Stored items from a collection
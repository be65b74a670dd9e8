//! Fixed-offset big-endian raster headers: SGI image and Sun raster.
//!
//! SGI: `01 DA` magic, storage, bytes per channel, dimension count (u16),
//! then x size and y size as u16 at offsets 6 and 8.
//!
//! Sun raster: `59 A6 6A 95` magic, then width and height as u32 at
//! offsets 4 and 8.

use crate::error::DecodeError;
use crate::io::{ByteCursor, ByteOrder};

use super::info::{FormatTag, ImageInfo};

pub const SGI_MAGIC: [u8; 6] = [0x01, 0xDA, 0x5B, 0x01, 0x00, 0x5D];

pub const SUN_RASTER_MAGIC: [u8; 4] = [0x59, 0xA6, 0x6A, 0x95];

pub fn decode_sgi(data: &[u8]) -> Result<ImageInfo, DecodeError> {
    let mut cursor = ByteCursor::at(data, 6)?;
    let width = cursor.read_u16(ByteOrder::BigEndian)?;
    let height = cursor.read_u16(ByteOrder::BigEndian)?;
    ImageInfo::new(FormatTag::Rgb, u32::from(width), u32::from(height))
}

pub fn decode_sun(data: &[u8]) -> Result<ImageInfo, DecodeError> {
    let mut cursor = ByteCursor::at(data, SUN_RASTER_MAGIC.len())?;
    let width = cursor.read_u32(ByteOrder::BigEndian)?;
    let height = cursor.read_u32(ByteOrder::BigEndian)?;
    ImageInfo::new(FormatTag::Ras, width, height)
}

▶ _WHAT THIS TASK INVOLVES_
Each line above with the string "data" in it should be located and copied.

▶ _EXERCISE OUTPUT_
pub fn decode_sgi(data: &[u8]) -> Result<ImageInfo, DecodeError> {
    let mut cursor = ByteCursor::at(data, 6)?;
pub fn decode_sun(data: &[u8]) -> Result<ImageInfo, DecodeError> {
    let mut cursor = ByteCursor::at(data, SUN_RASTER_MAGIC.len())?;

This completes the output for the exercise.